A ce corpus riche auquel les pouvoirs adjudicateurs (Etats, collectivités territoriales et établissements publics nationaux administratifs ou locaux) sont directement soumis, il convient d'ajouter l'ordonnance du 6 juin 2005 8 ( * ) qui s'impose aux autorités adjudicatrices. Les règles que l'ordonnance édicte sont quasi-identiques à celles contenues dans le code. Elles permettent ainsi d'étendre les principes de la commande publique à des entités -les autorités adjudicatrices- qui, sans être traditionnellement soumises aux règles nationales, entraient dans le champ des directives communautaires. L'évolution rapide dans le temps des sources du droit des marchés publics se double donc d'une multiplication de ses sources.

Ce rappel chronologique n'est pas sans utilité car il permet de souligner la volatilité et l'hétérogénéité du droit de la commande publique , et ce, au préjudice essentiellement des acheteurs publics, soumis sans cesse à une réactualisation nécessaire de leurs procédures 9 ( * ) .

Cette situation tranche singulièrement avec les délégations de service public qui ne font pas l'objet d'un encadrement européen spécifique. Si, comme les marchés publics, elles sont soumises aux grands principes du marché intérieur, issus des Traités européens, aucune directive européenne n'encadre leurs procédures de passation et d'exécution. Sur le plan interne, c'est la loi du 29 janvier 1993 10 ( * ) dite « loi Sapin » qui a fixé, pour la première fois, leur régime dans un souci de lutter contre les soupçons ou les faits de favoritisme dans le choix des délégataires. Les traits essentiels de cette législation, complétés au besoin par les apports jurisprudentiels, ont permis le développement d'un cadre juridique stable et aujourd'hui parfaitement intégré par les personnes publiques.
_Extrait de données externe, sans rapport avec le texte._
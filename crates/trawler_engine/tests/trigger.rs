mod common;

use std::time::Duration;

use common::{init_logging, FakeSession};
use trawler_core::ItemIdentity;
use trawler_engine::{AcquisitionTrigger, Clock, ManualClock, TriggerResult, TriggerSettings};

fn settings() -> TriggerSettings {
    TriggerSettings {
        reveal_settle: Duration::from_secs(2),
        control_timeout: Duration::from_secs(10),
        control_poll: Duration::from_secs(1),
        settle: Duration::from_secs(2),
        ..TriggerSettings::default()
    }
}

#[test]
fn clicks_control_once_it_is_ready() {
    init_logging();
    let clock = ManualClock::new();
    let settings = settings();
    let mut session = FakeSession::new(&["scene.zip, 1 MB"]);
    session.control_ready_on = Some(3);

    let result = AcquisitionTrigger::new(&mut session, &clock, &settings)
        .fire(&ItemIdentity::new("scene.zip"));

    assert_eq!(result, TriggerResult::Triggered);
    assert_eq!(session.triggered, vec![Some("scene.zip, 1 MB".to_string())]);
    // reveal settle + two control polls + settle
    assert_eq!(clock.now(), Duration::from_secs(6));
}

#[test]
fn missing_control_fails_after_timeout() {
    init_logging();
    let clock = ManualClock::new();
    let settings = settings();
    let mut session = FakeSession::new(&["scene.zip"]);
    session.control_ready_on = None;

    let result = AcquisitionTrigger::new(&mut session, &clock, &settings)
        .fire(&ItemIdentity::new("scene.zip"));

    assert!(matches!(result, TriggerResult::Failed { .. }));
    assert!(session.triggered.is_empty());
    assert_eq!(clock.now(), Duration::from_secs(12));
    assert_eq!(session.control_checks, 11);
}
use std::collections::BTreeSet;
use std::fs;
use std::io::{self, Write};
use std::path::{Path, PathBuf};

use tempfile::NamedTempFile;

use crate::StoreError;

/// Read-only view of the download directory.
pub trait ArtifactStore {
    fn exists(&self, name: &str) -> bool;
    /// Size of `name` in bytes, `None` when it does not exist.
    fn size_of(&self, name: &str) -> io::Result<Option<u64>>;
    /// Names of the regular files currently present.
    fn entries(&self) -> io::Result<BTreeSet<String>>;
}

#[derive(Debug, Clone)]
pub struct LocalDir {
    dir: PathBuf,
}

impl LocalDir {
    pub fn new(dir: impl Into<PathBuf>) -> Self {
        Self { dir: dir.into() }
    }

    pub fn path(&self) -> &Path {
        &self.dir
    }
}

impl ArtifactStore for LocalDir {
    fn exists(&self, name: &str) -> bool {
        self.dir.join(name).exists()
    }

    fn size_of(&self, name: &str) -> io::Result<Option<u64>> {
        match fs::metadata(self.dir.join(name)) {
            Ok(meta) => Ok(Some(meta.len())),
            Err(err) if err.kind() == io::ErrorKind::NotFound => Ok(None),
            Err(err) => Err(err),
        }
    }

    fn entries(&self) -> io::Result<BTreeSet<String>> {
        let names = fs::read_dir(&self.dir)?
            .filter_map(|e| e.ok())
            .filter(|e| e.file_type().map(|ft| ft.is_file()).unwrap_or(false))
            .map(|e| e.file_name().to_string_lossy().into_owned())
            .collect();
        Ok(names)
    }
}

/// Ensure the download directory exists and is writable; create it if missing.
pub fn ensure_download_dir(dir: &Path) -> Result<(), StoreError> {
    if dir.exists() {
        let meta = fs::metadata(dir).map_err(|e| StoreError::DownloadDir(e.to_string()))?;
        if !meta.is_dir() {
            return Err(StoreError::DownloadDir("path is not a directory".into()));
        }
    } else {
        fs::create_dir_all(dir).map_err(|e| StoreError::DownloadDir(e.to_string()))?;
    }
    // The browser writes here, but probe anyway so a read-only mount fails fast.
    NamedTempFile::new_in(dir).map_err(|e| StoreError::DownloadDir(e.to_string()))?;
    Ok(())
}

/// Writes whole files through a temporary sibling so readers never see a partial file.
#[derive(Debug, Clone)]
pub struct AtomicFileWriter {
    dir: PathBuf,
}

impl AtomicFileWriter {
    pub fn new(dir: impl Into<PathBuf>) -> Self {
        Self { dir: dir.into() }
    }

    pub fn write(&self, filename: &str, content: &str) -> Result<PathBuf, StoreError> {
        let target = self.dir.join(filename);
        let mut tmp = NamedTempFile::new_in(&self.dir)?;
        tmp.write_all(content.as_bytes())?;
        tmp.flush()?;
        tmp.as_file_mut().sync_all()?;
        tmp.persist(&target).map_err(|err| StoreError::Io(err.error))?;
        Ok(target)
    }
}

/// Choose the in-progress file among entries that appeared after triggering.
///
/// Prefers the name derived from the identity, then anything carrying the
/// transient suffix, then whatever appeared first.
pub fn pick_transient(appeared: &BTreeSet<String>, derived: &str, suffix: &str) -> Option<String> {
    if appeared.contains(derived) {
        return Some(derived.to_string());
    }
    appeared
        .iter()
        .find(|name| name.ends_with(suffix))
        .or_else(|| appeared.iter().next())
        .cloned()
}
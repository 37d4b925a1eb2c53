use crate::report::{RunReport, RunStats};
use crate::{ItemIdentity, ItemOutcome, ItemRecord, MasterList};

#[derive(Debug, Clone, PartialEq, Eq)]
pub struct EnumSettings {
    /// Required identity suffix, e.g. `".zip"`.
    pub extension: String,
    /// Field separator inside a label.
    pub separator: char,
    /// Consecutive steps with an unchanged label before the list counts as exhausted.
    pub unchanged_limit: u32,
    /// Consecutive unreadable entries before the session counts as lost.
    pub max_read_failures: u32,
}

impl Default for EnumSettings {
    fn default() -> Self {
        Self {
            extension: ".zip".to_string(),
            separator: ',',
            unchanged_limit: 10,
            max_read_failures: 50,
        }
    }
}

#[derive(Debug, Clone, PartialEq, Eq, Default)]
pub enum ScanState {
    #[default]
    Scanning,
    Done,
    Aborted {
        reason: String,
    },
}

/// Enumeration state: the master list plus the unchanged-label discipline.
#[derive(Debug, Clone, PartialEq, Eq)]
pub struct EnumState {
    settings: EnumSettings,
    master: MasterList,
    scan: ScanState,
    previous_label: Option<String>,
    unchanged: u32,
    read_failures: u32,
    records: Vec<ItemRecord>,
    stats: RunStats,
}

impl Default for EnumState {
    fn default() -> Self {
        Self::new(EnumSettings::default())
    }
}

impl EnumState {
    pub fn new(settings: EnumSettings) -> Self {
        Self {
            settings,
            master: MasterList::new(),
            scan: ScanState::Scanning,
            previous_label: None,
            unchanged: 0,
            read_failures: 0,
            records: Vec::new(),
            stats: RunStats::default(),
        }
    }

    pub fn settings(&self) -> &EnumSettings {
        &self.settings
    }

    pub fn master(&self) -> &MasterList {
        &self.master
    }

    pub fn scan(&self) -> &ScanState {
        &self.scan
    }

    pub fn is_finished(&self) -> bool {
        self.scan != ScanState::Scanning
    }

    pub fn steps(&self) -> u64 {
        self.stats.steps
    }

    pub fn unchanged(&self) -> u32 {
        self.unchanged
    }

    pub fn records(&self) -> &[ItemRecord] {
        &self.records
    }

    pub fn stats(&self) -> &RunStats {
        &self.stats
    }

    pub fn report(&self) -> RunReport {
        RunReport {
            accepted: self.master.to_vec(),
            records: self.records.clone(),
            stats: self.stats.clone(),
        }
    }

    pub(crate) fn begin_step(&mut self) {
        self.stats.steps += 1;
        self.read_failures = 0;
    }

    pub(crate) fn accept(&mut self, identity: ItemIdentity) -> bool {
        self.master.add(identity)
    }

    pub(crate) fn note_filtered(&mut self) {
        self.stats.filtered += 1;
    }

    pub(crate) fn note_duplicate(&mut self) {
        self.stats.duplicates += 1;
    }

    pub(crate) fn note_unreadable(&mut self) {
        self.stats.unreadable += 1;
    }

    /// Returns the unchanged-step count after comparing against the previous label.
    pub(crate) fn track_label(&mut self, label: Option<String>) -> u32 {
        if label == self.previous_label {
            self.unchanged += 1;
        } else {
            self.unchanged = 0;
        }
        self.previous_label = label;
        self.unchanged
    }

    /// Returns the consecutive read-failure count.
    pub(crate) fn note_read_failure(&mut self) -> u32 {
        self.read_failures += 1;
        self.stats.read_failures += 1;
        self.read_failures
    }

    pub(crate) fn record(&mut self, identity: ItemIdentity, outcome: ItemOutcome) {
        match &outcome {
            ItemOutcome::Completed { .. } => self.stats.completed += 1,
            ItemOutcome::AlreadyPresent => self.stats.already_present += 1,
            ItemOutcome::TriggerFailed { .. } => self.stats.trigger_failed += 1,
            ItemOutcome::Failed { .. } => self.stats.failed += 1,
        }
        self.records.push(ItemRecord { identity, outcome });
    }

    pub(crate) fn finish(&mut self) {
        self.scan = ScanState::Done;
    }

    pub(crate) fn abort(&mut self, reason: String) {
        self.scan = ScanState::Aborted { reason };
    }
}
* 1 Cette proposition de résolution européenne est disponible sur Internet à l'adresse suivante :

http://www.senat.fr/leg/ppr11-381.html

* 2 Voir le compte-rendu de la réunion de la commission des affaires européennes du 16 février 2012 : http://www.senat.fr/compte-rendu-commissions/20120213/europ.html#toc3

* 3 La communication de la Commission européenne est disponible sur Internet à l'adresse suivante :

http://eur-lex.europa.eu/LexUriServ/LexUriServ.do?uri=COM:2011:0206:FIN:FR:PDF

* 4 , Précis du droit des marchés publics, Stéphane Braconnier, Editions Le Moniteur, 3 ème édition, 2009.

* 5 Décret n° 2006-975 du 1 er août 2006 portant code des marchés publics.

* 6 Décret n° 2008-1355 du 19 décembre 2008 de mise en oeuvre du plan de relance économique dans les marchés publics ; décret n° 2008-1356 du 19 décembre 2008 relatif au relèvement de certains seuils du code des marchés publics ; décret n° 2008-1550 du 31 décembre 2008 modifiant le décret n° 2002-232 du 21 février 2002 relatif à la mise en oeuvre du délai maximum de paiement dans les marchés publics.

* 7 Décret n° 2011-1000 du 25 août 2011 modifiant certaines dispositions applicables aux marchés et contrats relevant de la commande publique.

* 8 Ordonnance n° 2005-649 du 6 juin 2005 relative aux marchés passés par certaines personnes publiques ou privées non soumises au code des marchés publics.

* 9 Dans un souci de clarté et d'accessibilité de la norme, le Vice-président du Conseil d'Etat avait appelé de ses voeux une codification des règles applicables au sein d'un code de la commande publique, d'usage plus simple pour les entités publiques.

* 10 Loi n° 93-122 du 29 janvier 1993 relative à la prévention de la corruption et à la transparence de la vie économique et des procédures publique.